═══ INPUT RECORDS ═══

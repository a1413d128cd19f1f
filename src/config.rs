//! Map configuration model: a tagged union over the accepted configuration
//! shapes, plus the validator that rejects bad configs before any data is
//! touched.

use std::collections::BTreeMap;

use serde::{Deserialize, Serialize};

use crate::{
    classify::ColorScheme,
    error::{ConfigValidationError, Violation},
};

fn default_num_bins() -> u32 {
    7
}

/// Color/binning settings for a data-driven map.
#[derive(Debug, Clone, PartialEq, Serialize, Deserialize)]
#[serde(rename_all = "camelCase")]
pub struct MapColorConfig {
    pub min_value: f64,
    pub max_value: f64,
    #[serde(default = "default_num_bins")]
    pub num_bins: u32,
    #[serde(default)]
    pub color_scheme: Option<ColorScheme>,
    /// When set, min/max are overridden by the loaded region values.
    #[serde(default)]
    pub dynamic: bool,
    #[serde(default)]
    pub color_scheme_inverted: bool,
}

/// Optional title/description block shown alongside a map.
#[derive(Debug, Clone, PartialEq, Eq, Serialize, Deserialize)]
pub struct MapDescription {
    pub title: String,
    pub description: String,
}

/// Configuration for a boundary-only map with no data file.
#[derive(Debug, Clone, PartialEq, Eq, Serialize, Deserialize)]
#[serde(rename_all = "camelCase")]
pub struct GeojsonOnlyConfig {
    pub geojson_file_name: String,
    pub id_column_geojson: String,
    #[serde(default)]
    pub legend_title: Option<String>,
}

/// Configuration for a data-driven map joining a boundary file to a tabular
/// data file on a shared region identifier.
#[derive(Debug, Clone, PartialEq, Serialize, Deserialize)]
#[serde(rename_all = "camelCase")]
pub struct GeojsonDatafileConfig {
    pub geojson_file_name: String,
    pub data_file_name: String,
    pub id_column_geojson: String,
    pub id_column_data_file: String,
    pub category_columns: Vec<String>,
    pub value_column: String,
    #[serde(default)]
    pub legend_title: Option<String>,
    pub map_color_config: MapColorConfig,
    /// Initially selected value per category column, keyed by column name.
    #[serde(default)]
    pub initial_filtering: Option<BTreeMap<String, String>>,
    #[serde(default)]
    pub map_description: Option<MapDescription>,
}

/// The accepted map configuration shapes. Exactly one variant is active,
/// selected by the `kind` discriminant; fields exist iff the discriminant
/// requires them.
#[derive(Debug, Clone, PartialEq, Serialize, Deserialize)]
#[serde(tag = "kind")]
pub enum AppConfig {
    #[serde(rename = "geojson-only")]
    GeojsonOnly(GeojsonOnlyConfig),
    #[serde(rename = "geojson-datafile")]
    GeojsonDatafile(GeojsonDatafileConfig),
}

impl AppConfig {
    /// Validates arbitrary structured input against the configuration union.
    ///
    /// Structural matching (discriminant plus required fields) happens first;
    /// a structural mismatch is terminal. The per-case invariant rules are
    /// then checked in declaration order and every broken rule is reported,
    /// not just the first.
    pub fn validate(input: serde_json::Value) -> Result<Self, ConfigValidationError> {
        let config: AppConfig = serde_json::from_value(input).map_err(|err| {
            ConfigValidationError::new(vec![Violation::new("kind", err.to_string())])
        })?;

        let mut violations = Vec::new();
        if let AppConfig::GeojsonDatafile(cfg) = &config {
            if cfg.category_columns.is_empty() {
                violations.push(Violation::new(
                    "categoryColumns",
                    "must name at least one column",
                ));
            }
            // NaN bounds fail this comparison too, which is intended.
            if !(cfg.map_color_config.min_value <= cfg.map_color_config.max_value) {
                violations.push(Violation::new(
                    "mapColorConfig.minValue",
                    format!(
                        "must not exceed maxValue ({} > {})",
                        cfg.map_color_config.min_value, cfg.map_color_config.max_value
                    ),
                ));
            }
            if cfg.map_color_config.num_bins == 0 {
                violations.push(Violation::new(
                    "mapColorConfig.numBins",
                    "must be a positive integer",
                ));
            }
            if let Some(filtering) = &cfg.initial_filtering {
                for column in filtering.keys() {
                    if !cfg.category_columns.contains(column) {
                        violations.push(Violation::new(
                            format!("initialFiltering.{column}"),
                            "does not name a configured category column",
                        ));
                    }
                }
            }
        }

        if violations.is_empty() {
            Ok(config)
        } else {
            Err(ConfigValidationError::new(violations))
        }
    }
}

═══

WORK TASK | Search the entries for the word "BTreeMap", then copy every line in which it is found.

FINISHED EXERCISE |
use std::collections::BTreeMap;
    pub initial_filtering: Option<BTreeMap<String, String>>,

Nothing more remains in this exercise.